Exponential Drift after 2 Minutes: The positioning remains surprisingly stable for the first 60–120 seconds. However, after the 2-minute mark, the accuracy drops off a cliff. In the most severe cases, the reported coordinates drift completely off the road and show wildly incorrect positions.
I would like to ask the community:
Are these known technical limitations of the internal IMU when operating in UDR mode (without external wheel-tick/speed pulse)?
Are there any recommended algorithms (e.g., custom Kalman Filter tweaks) or post-processing methods to compensate for this drift during extended outages?

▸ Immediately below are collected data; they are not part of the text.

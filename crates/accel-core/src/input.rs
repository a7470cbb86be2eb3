//! Button input mapping
//!
//! The watch has four buttons. What a press does depends on whether the
//! plotter is in config mode:
//!
//! | Button | Click  | Normal mode         | Config mode      |
//! |--------|--------|---------------------|------------------|
//! | Up     | single | scroll one back     | faster rate      |
//! | Up     | double | scroll to oldest    |                  |
//! | Down   | single | scroll one forward  | slower rate      |
//! | Down   | double | back to live        |                  |
//! | Select | single | next axis           |                  |
//! | Select | double | vibrate             |                  |
//! | Select | long   | enter config mode   | leave config mode|
//! | Back   | single | exit                | exit             |

/// Physical watch button
#[derive(Debug, Clone, Copy, PartialEq, Eq)]
pub enum Button {
    Up,
    Down,
    Select,
    Back,
}

/// How a button was pressed
#[derive(Debug, Clone, Copy, PartialEq, Eq)]
pub enum Click {
    /// Single (or auto-repeating) click
    Single,
    /// Two clicks in quick succession
    Double,
    /// Held past the long-press threshold
    Long,
}

/// Plotter command produced by a button press
#[derive(Debug, Clone, Copy, PartialEq, Eq)]
pub enum Command {
    /// Scroll one sample towards older history
    StepLeft,
    /// Scroll one sample towards the newest reading
    StepRight,
    /// Scroll to the oldest history that still fills the window
    FullLeft,
    /// Return to the live edge and resume ingestion
    FullRight,
    /// Select the next axis
    CycleMode,
    /// Buzz the motor
    Vibrate,
    /// Enter config mode
    EnterConfig,
    /// Leave config mode
    ExitConfig,
    /// Step the sampling rate up
    IncreaseRate,
    /// Step the sampling rate down
    DecreaseRate,
    /// Stop sampling and close the app
    Exit,
}

/// Map a button press to a command for the current mode
pub fn command_for(config_mode: bool, button: Button, click: Click) -> Option<Command> {
    use Button::*;
    use Click::*;

    if config_mode {
        match (button, click) {
            (Up, Single) => Some(Command::IncreaseRate),
            (Down, Single) => Some(Command::DecreaseRate),
            (Select, Long) => Some(Command::ExitConfig),
            (Back, Single) => Some(Command::Exit),
            _ => None,
        }
    } else {
        match (button, click) {
            (Up, Single) => Some(Command::StepLeft),
            (Up, Double) => Some(Command::FullLeft),
            (Down, Single) => Some(Command::StepRight),
            (Down, Double) => Some(Command::FullRight),
            (Select, Single) => Some(Command::CycleMode),
            (Select, Double) => Some(Command::Vibrate),
            (Select, Long) => Some(Command::EnterConfig),
            (Back, Single) => Some(Command::Exit),
            _ => None,
        }
    }
}
//! Plotter context
//!
//! [`AccelPlotter`] is the one object the host shell owns. It holds the three
//! axis samplers, which axis is selected, how far the user has scrolled back,
//! the sampling rate and whether the config screen is open. The host feeds it
//! accelerometer batches, button commands, and redraw requests:
//!
//! ```rust,ignore
//! let mut plotter = AccelPlotter::new(PlotterConfig::default())?;
//!
//! // accelerometer callback
//! plotter.ingest(&batch);
//!
//! // button callback
//! if let Some(command) = command_for(plotter.is_config_mode(), button, click) {
//!     plotter.handle_command(command);
//! }
//!
//! // repaint
//! if plotter.is_dirty() {
//!     plotter.draw(&mut display)?;
//!     plotter.mark_clean();
//! }
//! ```
//!
//! ## Ingestion gate
//!
//! Scrolling back freezes the history: while the lag is non-zero the gate is
//! closed and [`AccelPlotter::ingest`] drops incoming batches, so the window
//! under the user's eyes does not move. Returning to the live edge reopens
//! it. The samplers themselves know nothing about scrolling.

use embedded_graphics::mono_font::MonoTextStyle;
use embedded_graphics::pixelcolor::Rgb565;
use embedded_graphics::prelude::*;
use embedded_graphics::primitives::{PrimitiveStyle, Rectangle};
use embedded_graphics::text::{Baseline, Text};
use log::{debug, info};
use thiserror_no_std::Error;

use crate::axis::{AccelReading, AxisSamplers, PlotterMode};
use crate::config::{ConfigError, PlotterConfig};
use crate::input::Command;
use crate::label::{LabelText, StatusLabel};
use crate::plot::{Projection, SampleRange, project};
use crate::sampler::{Sampler, SamplerError};
use crate::sampling::SamplingRate;
use crate::ui::{COLOR_BACKGROUND, COLOR_LABEL_TEXT, LABEL_FONT, LABEL_TEXT_INSET_PX};

/// Error types for plotter construction
#[derive(Debug, Error, Clone, Copy, PartialEq, Eq)]
pub enum PlotterError {
    /// Invalid configuration
    #[error("Invalid config: {0}")]
    Config(ConfigError),

    /// Sampler storage could not be set up
    #[error("Sampler setup failed: {0}")]
    Sampler(SamplerError),
}

impl From<ConfigError> for PlotterError {
    fn from(error: ConfigError) -> Self {
        Self::Config(error)
    }
}

impl From<SamplerError> for PlotterError {
    fn from(error: SamplerError) -> Self {
        Self::Sampler(error)
    }
}

/// Result type for plotter operations
pub type PlotterResult<T> = Result<T, PlotterError>;

/// Side effect the host must carry out after a command
#[derive(Debug, Clone, Copy, PartialEq, Eq)]
pub enum Action {
    /// Reconfigure the accelerometer service for a new rate
    SetSamplingRate(SamplingRate),
    /// Buzz the vibration motor
    Vibrate,
    /// Unsubscribe from the accelerometer and close the app
    Exit,
}

/// Accelerometer plotter state owned by the host shell
pub struct AccelPlotter {
    config: PlotterConfig,
    samplers: AxisSamplers,
    mode: PlotterMode,
    rate: SamplingRate,
    /// Samples scrolled back from the newest reading
    lag: usize,
    /// Ingestion gate; closed while scrolled back
    ingest_enabled: bool,
    config_mode: bool,
    label: StatusLabel,
    /// Range of the last rendered window, shown in the label
    last_range: Option<SampleRange>,
    dirty: bool,
}

impl AccelPlotter {
    /// Validate the config and allocate the three axis samplers
    pub fn new(config: PlotterConfig) -> PlotterResult<Self> {
        config.validate()?;
        let samplers = AxisSamplers::new(usize::from(config.capacity))?;

        info!(
            "Plotter ready: {} samples per axis, window {}..={}, {} Hz",
            config.capacity,
            config.show_min,
            config.show_max,
            config.sampling_rate.hz()
        );

        Ok(Self {
            config,
            samplers,
            mode: config.default_mode,
            rate: config.sampling_rate,
            lag: 0,
            ingest_enabled: true,
            config_mode: false,
            label: StatusLabel::new(),
            last_range: None,
            dirty: true,
        })
    }

    /// Active configuration
    pub fn config(&self) -> &PlotterConfig {
        &self.config
    }

    /// Per-axis samplers
    pub fn samplers(&self) -> &AxisSamplers {
        &self.samplers
    }

    /// Sampler of the selected axis, `None` when no axis is selected
    pub fn selected_sampler(&self) -> Option<&Sampler> {
        self.samplers.get(self.mode)
    }

    // -----------------------------------------------------------------------
    // Ingestion
    // -----------------------------------------------------------------------

    /// Feed one batch of accelerometer readings.
    ///
    /// Returns `true` if the readings were stored and a redraw is due, and
    /// `false` if the ingestion gate is closed or the batch was empty.
    pub fn ingest(&mut self, batch: &[AccelReading]) -> bool {
        if !self.ingest_enabled || batch.is_empty() {
            return false;
        }

        for reading in batch {
            self.samplers.push(*reading);
        }

        self.dirty = true;
        true
    }

    /// Whether [`Self::ingest`] currently stores readings
    pub fn is_ingest_enabled(&self) -> bool {
        self.ingest_enabled
    }

    /// Discard all history and return to the live edge
    pub fn clear_history(&mut self) {
        self.samplers.reset();
        self.last_range = None;
        self.set_lag(0);
        self.dirty = true;
    }

    // -----------------------------------------------------------------------
    // Axis selection
    // -----------------------------------------------------------------------

    /// Selected axis
    pub fn mode(&self) -> PlotterMode {
        self.mode
    }

    /// Select an axis; no-op if it is already selected
    pub fn set_mode(&mut self, mode: PlotterMode) {
        if self.mode == mode {
            return;
        }

        debug!("Plotter mode {:?} -> {:?}", self.mode, mode);
        self.mode = mode;
        self.dirty = true;
    }

    /// Select the next axis in X -> Y -> Z order
    pub fn cycle_mode(&mut self) {
        self.set_mode(self.mode.next());
    }

    // -----------------------------------------------------------------------
    // Scrolling
    // -----------------------------------------------------------------------

    /// Samples scrolled back from the newest reading
    pub fn lag(&self) -> usize {
        self.lag
    }

    fn selected_len(&self) -> usize {
        self.selected_sampler().map_or(0, Sampler::len)
    }

    fn set_lag(&mut self, lag: usize) {
        self.lag = lag;
        self.ingest_enabled = lag == 0;
        self.dirty = true;
    }

    /// Scroll one sample towards older history, keeping `show_min` visible
    pub fn step_left(&mut self) {
        let limit = self
            .selected_len()
            .saturating_sub(usize::from(self.config.show_min));

        if self.lag < limit {
            self.set_lag(self.lag + 1);
        }
    }

    /// Scroll one sample towards the newest reading
    pub fn step_right(&mut self) {
        if self.lag > 0 {
            self.set_lag(self.lag - 1);
        }
    }

    /// Jump to the oldest history that still fills the window
    pub fn full_left(&mut self) {
        let len = self.selected_len();
        let show_max = usize::from(self.config.show_max);

        let lag = if len > show_max {
            len - show_max
        } else {
            len.saturating_sub(usize::from(self.config.show_min))
        };
        self.set_lag(lag);
    }

    /// Jump back to the live edge and resume ingestion
    pub fn full_right(&mut self) {
        self.set_lag(0);
    }

    // -----------------------------------------------------------------------
    // Sampling rate & config mode
    // -----------------------------------------------------------------------

    /// Current sampling rate
    pub fn sampling_rate(&self) -> SamplingRate {
        self.rate
    }

    fn set_rate(&mut self, rate: SamplingRate) -> Option<Action> {
        self.dirty = true;
        if rate == self.rate {
            return None;
        }

        debug!("Sampling rate {} Hz -> {} Hz", self.rate.hz(), rate.hz());
        self.rate = rate;
        Some(Action::SetSamplingRate(rate))
    }

    /// Whether the config screen is open
    pub fn is_config_mode(&self) -> bool {
        self.config_mode
    }

    fn set_config_mode(&mut self, on: bool) {
        debug!("Config mode {}", if on { "on" } else { "off" });
        self.config_mode = on;
        self.dirty = true;
    }

    /// Apply a button command; returns a side effect for the host, if any
    pub fn handle_command(&mut self, command: Command) -> Option<Action> {
        match command {
            Command::StepLeft => self.step_left(),
            Command::StepRight => self.step_right(),
            Command::FullLeft => self.full_left(),
            Command::FullRight => self.full_right(),
            Command::CycleMode => self.cycle_mode(),
            Command::EnterConfig => self.set_config_mode(true),
            Command::ExitConfig => self.set_config_mode(false),
            Command::IncreaseRate => return self.set_rate(self.rate.increment()),
            Command::DecreaseRate => return self.set_rate(self.rate.decrement()),
            Command::Vibrate => return Some(Action::Vibrate),
            Command::Exit => return Some(Action::Exit),
        }
        None
    }

    // -----------------------------------------------------------------------
    // Rendering
    // -----------------------------------------------------------------------

    /// Project the selected axis onto a plot region of `size` pixels
    pub fn project(&self, size: Size) -> Projection {
        project(
            self.selected_sampler(),
            size,
            self.config.plot_request(self.lag),
        )
    }

    /// Range of the last drawn window
    pub fn last_range(&self) -> Option<SampleRange> {
        self.last_range
    }

    /// Format the status label; advances the config-mode blink
    pub fn label_text(&mut self) -> LabelText {
        self.label
            .format(self.mode, self.rate, self.config_mode, self.last_range)
    }

    /// Split the screen into the label strip and the plot region
    pub fn layout(&self, screen: Rectangle) -> (Rectangle, Rectangle) {
        let label_height = self.config.label_height_px.min(screen.size.height);
        let label = Rectangle::new(
            screen.top_left,
            Size::new(screen.size.width, label_height),
        );
        let plot = Rectangle::new(
            screen.top_left + Point::new(0, label_height as i32),
            Size::new(screen.size.width, screen.size.height - label_height),
        );

        (label, plot)
    }

    /// Render the label and plot onto the whole of `display`
    pub fn draw<D: DrawTarget<Color = Rgb565>>(&mut self, display: &mut D) -> Result<(), D::Error> {
        let screen = display.bounding_box();
        let (label_area, plot_area) = self.layout(screen);

        screen
            .into_styled(PrimitiveStyle::with_fill(COLOR_BACKGROUND))
            .draw(display)?;

        let projection = self.project(plot_area.size);
        // Keep the previous extremes when nothing is selected.
        if self.selected_sampler().is_some() {
            self.last_range = projection.range();
        }
        projection.draw(plot_area.top_left, self.mode.color(), display)?;

        let text = self.label_text();
        Text::with_baseline(
            &text,
            label_area.top_left + Point::new(LABEL_TEXT_INSET_PX, LABEL_TEXT_INSET_PX),
            MonoTextStyle::new(LABEL_FONT, COLOR_LABEL_TEXT),
            Baseline::Top,
        )
        .draw(display)?;

        Ok(())
    }

    /// Whether something changed since the last draw
    pub fn is_dirty(&self) -> bool {
        self.dirty
    }

    /// Clear the dirty flag after a successful draw
    pub fn mark_clean(&mut self) {
        self.dirty = false;
    }
}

Are there specific “pro-tips” regarding u-center configuration (like Dynamic Model settings) that could improve long-term stability in tunnels?
I have attached a reference image in the original post (or see link below) to illustrate this behavior. Any insights would be greatly appreciated!
UDR for the M8U is capped at about 60 secs of gnss outage/non-signal; losing signal for more than 60 secs is going to become sketchy
Without wheel ticks when the signal is lost the reported location will be drifting at an initially small amount, but because signal is not restored the fusion algorithm readings drift exponentially as fewer gnss-aided points in time are being integrated in the estimate (initially it has a good guess of where it might be, then is guessing based entirely off raw IMU readings (bc no wheel ticks)
each missed GNSS epoch means one fewer constraint on the IMU error states, so the uncertainty ellipse inflates until it’s essentially useless (as above). ADR has wheel ticks to provide an independent velocity measurement, even in tunnels, which bounds that velocity’s error and prevents the “runaway” integration you’re seeing. UDR has nothing to go off of once GNSS cuts out except integrating acceleration twice to get position, which is mathematically brutal :-/
Lag: During the outage, the reported velocity is essentially “frozen” or coasting on stale IMU data while the actual position drifts. When GNSS comes back, the filter has to reconcile:
The reported velocity (which has been wrong/frozen/drifted during outage)
The actual GNSS velocity (instantaneously correct, throws recent readings off, adjusts slowly)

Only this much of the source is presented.